Process simulation and economic assessments for biodiesel production catalyzed by green Nanocatalysts

Abstract

The biodiesel production catalyzed by naturally derived catalysts such as calcium oxide (CaO) and sulfonated carbon catalysts achieved high biodiesel yield at moderate operating conditions. However, very few studies were conducted to evaluate the economic feasibility of industrial-scale production of biodiesel catalyzed by both green catalysts of CaO and sulfonated carbon catalysts. The current study aims to assess the technical competency and economic feasibility of industrial-scale production of biodiesel catalyzed by two processes 1.) CaO catalyst and 2.) sulfonated carbon catalyst. Process simulations via Aspen Hysys were carried out to perform material and energy balances for both process configurations designed earlier with respect to the base catalyst (CaO) and acid catalyst (sulfonated carbon) used. Economic analysis was initiated after the equipment sizing and costing had been carried out.
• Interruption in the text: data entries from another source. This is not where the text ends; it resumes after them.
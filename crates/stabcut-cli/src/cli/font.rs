//! TTF-backed glyph outlines for the engraved label.
//!
//! The face is re-parsed per lookup; `ttf_parser::Face` borrows the
//! byte buffer, and parsing is a cheap header walk, so holding the
//! raw bytes keeps the type self-contained and `Sync` for the batch
//! pool.

use std::fs;
use std::path::Path;

use thiserror::Error;
use ttf_parser::{Face, OutlineBuilder};

use stabcut_core::{GlyphOutline, GlyphSource, PathCommand};

#[derive(Debug, Error)]
pub enum FontError {
    #[error(transparent)]
    Io(#[from] std::io::Error),
    #[error("not a parseable font face: {0}")]
    BadFace(String),
}

/// A loaded TTF/OTF font.
pub struct TtfFont {
    data: Vec<u8>,
    units_per_em: f64,
}

impl TtfFont {
    pub fn from_bytes(data: Vec<u8>) -> Result<Self, FontError> {
        let face = Face::parse(&data, 0).map_err(|e| FontError::BadFace(e.to_string()))?;
        let units_per_em = face.units_per_em() as f64;
        Ok(Self { data, units_per_em })
    }

    pub fn load(path: &Path) -> Result<Self, FontError> {
        Self::from_bytes(fs::read(path)?)
    }
}

/// Collects `ttf_parser` outline callbacks into path commands.
struct CommandBuilder {
    commands: Vec<PathCommand>,
}

impl OutlineBuilder for CommandBuilder {
    fn move_to(&mut self, x: f32, y: f32) {
        self.commands.push(PathCommand::MoveTo {
            x: x as f64,
            y: y as f64,
        });
    }

    fn line_to(&mut self, x: f32, y: f32) {
        self.commands.push(PathCommand::LineTo {
            x: x as f64,
            y: y as f64,
        });
    }

    fn quad_to(&mut self, x1: f32, y1: f32, x: f32, y: f32) {
        self.commands.push(PathCommand::QuadTo {
            x1: x1 as f64,
            y1: y1 as f64,
            x: x as f64,
            y: y as f64,
        });
    }

    fn curve_to(&mut self, x1: f32, y1: f32, x2: f32, y2: f32, x: f32, y: f32) {
        self.commands.push(PathCommand::CurveTo {
            x1: x1 as f64,
            y1: y1 as f64,
            x2: x2 as f64,
            y2: y2 as f64,
            x: x as f64,
            y: y as f64,
        });
    }

    fn close(&mut self) {
        self.commands.push(PathCommand::Close);
    }
}

impl GlyphSource for TtfFont {
    fn units_per_em(&self) -> f64 {
        self.units_per_em
    }

    fn outline(&self, ch: char) -> Option<GlyphOutline> {
        // The buffer was validated at load time; a parse failure here
        // just means no outline for this glyph.
        let face = Face::parse(&self.data, 0).ok()?;
        let glyph = face.glyph_index(ch)?;

        let mut builder = CommandBuilder {
            commands: Vec::new(),
        };
        let bbox = face.outline_glyph(glyph, &mut builder)?;

        Some(GlyphOutline {
            commands: builder.commands,
            min_x: bbox.x_min as f64,
            min_y: bbox.y_min as f64,
            max_x: bbox.x_max as f64,
            max_y: bbox.y_max as f64,
        })
    }
}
Total capital investment, total manufacturing cost, and key performances of the rate of return, payback time, breakeven point, and net profit after-tax rate were calculated for each process. Based on the economic analysis, the computed return on investment (ROI) is 105.36%, and it has a low payback period of 0.94 year to offset its original investment. The discounted cumulative profit (NPV) analysis shows that breakeven was achieved in the 3rd year. On the other hand, for the plant that utilizes sulfonated carbon in the transesterification reaction, the computed ROI is 14.02% with a payback period of 7.13 years, and the breakeven was achieved in the 9th year. In conclusion, the manufacturing plant of transesterification reaction catalyzed by CaO catalyst appeared as the most promising pathway either technically or economically.